Sounds simple, right?
How is Empathy defined today?
I like this definition because it demonstrates how misaligned concepts contribute to poor results…
“Empathy is the ability to experience the feelings of another person. It goes beyond sympathy, which is caring and understanding for the suffering of others. Both words are used similarly and often interchangeably (incorrectly so) but differ subtly in their emotional meaning”
What you just read is why the jobs of designers and innovators should be considered completely separate capabilities. While they must be highly collaborative as we move forward along the innovation timeline, we need to recognize that…

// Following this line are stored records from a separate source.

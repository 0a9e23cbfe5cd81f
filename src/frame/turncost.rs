//! Turn cost: a weighted coordination-overhead score over a window of frames.

use chrono::{DateTime, Duration, Utc};
use schemars::JsonSchema;
use serde::{Deserialize, Serialize};
use std::collections::HashSet;

use super::types::Frame;

/// Accepted reporting windows.
#[derive(Debug, Clone, Copy, PartialEq, Eq)]
pub enum Period {
    Day,
    Week,
    Month,
}

impl Period {
    pub fn parse(s: &str) -> Option<Self> {
        match s {
            "24h" => Some(Self::Day),
            "7d" => Some(Self::Week),
            "30d" => Some(Self::Month),
            _ => None,
        }
    }

    pub fn as_str(&self) -> &'static str {
        match self {
            Self::Day => "24h",
            Self::Week => "7d",
            Self::Month => "30d",
        }
    }

    pub fn duration(&self) -> Duration {
        match self {
            Self::Day => Duration::hours(24),
            Self::Week => Duration::days(7),
            Self::Month => Duration::days(30),
        }
    }
}

#[derive(Debug, Clone, Copy, PartialEq, Serialize, Deserialize, JsonSchema)]
#[serde(default)]
pub struct TurnCostWeights {
    pub frames: f64,
    pub blockers: f64,
    pub merge_blockers: f64,
    pub failing_tests: f64,
    pub context_switches: f64,
}

impl Default for TurnCostWeights {
    fn default() -> Self {
        Self {
            frames: 1.0,
            blockers: 3.0,
            merge_blockers: 5.0,
            failing_tests: 2.0,
            context_switches: 2.0,
        }
    }
}

#[derive(Debug, Clone, Default, PartialEq, Serialize)]
pub struct TurnCostComponents {
    pub frames: u64,
    pub blockers: u64,
    pub merge_blockers: u64,
    pub failing_tests: u64,
    /// Consecutive frames whose module scopes share nothing.
    pub context_switches: u64,
}

#[derive(Debug, Clone, Serialize)]
pub struct TurnCost {
    pub period: String,
    pub window_start: String,
    pub components: TurnCostComponents,
    pub weights: TurnCostWeights,
    pub total: f64,
}

/// Score the frames created within `period` before `now`.
pub fn calculate(
    frames: &[Frame],
    period: Period,
    weights: TurnCostWeights,
    now: DateTime<Utc>,
) -> TurnCost {
    let window_start = now - period.duration();

    let mut in_window: Vec<&Frame> = frames
        .iter()
        .filter(|f| f.created_at().is_some_and(|t| t >= window_start && t <= now))
        .collect();
    in_window.sort_by(|a, b| a.timestamp.cmp(&b.timestamp));

    let mut components = TurnCostComponents {
        frames: in_window.len() as u64,
        ..Default::default()
    };
    for frame in &in_window {
        let status = &frame.status_snapshot;
        components.blockers += status.blockers.as_ref().map_or(0, |v| v.len() as u64);
        components.merge_blockers += status.merge_blockers.as_ref().map_or(0, |v| v.len() as u64);
        components.failing_tests += status.tests_failing.as_ref().map_or(0, |v| v.len() as u64);
    }
    components.context_switches = in_window
        .windows(2)
        .filter(|pair| {
            let prev: HashSet<&String> = pair[0].module_scope.iter().collect();
            !pair[1].module_scope.iter().any(|m| prev.contains(m))
        })
        .count() as u64;

    let total = weights.frames * components.frames as f64
        + weights.blockers * components.blockers as f64
        + weights.merge_blockers * components.merge_blockers as f64
        + weights.failing_tests * components.failing_tests as f64
        + weights.context_switches * components.context_switches as f64;

    TurnCost {
        period: period.as_str().to_string(),
        window_start: window_start.to_rfc3339(),
        components,
        weights,
        total,
    }
}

there is a difference between designing winning solution concepts, and designing winning market concepts that they enable.
Customers hire products and services that help them with functional challenges; such as maintaining clean and healthy teeth. How a product also addresses an emotional job is helpful when messaging to the customer on that last mile to a purchase decision. There are anywhere from 50–150 miles leading up to that last mile; and we’re ignoring them.
Think of each mile as a customer need. And yes, there are many more customer needs than we’ve been led to believe.
Should we replace Empathy with something else?
I view empathy as a proxy for understanding customer needs. A poor proxy. Understanding the feelings of a customer is not going to inform designers with information that will lead to successful products and services in the market. The data simply doesn’t support that thinking.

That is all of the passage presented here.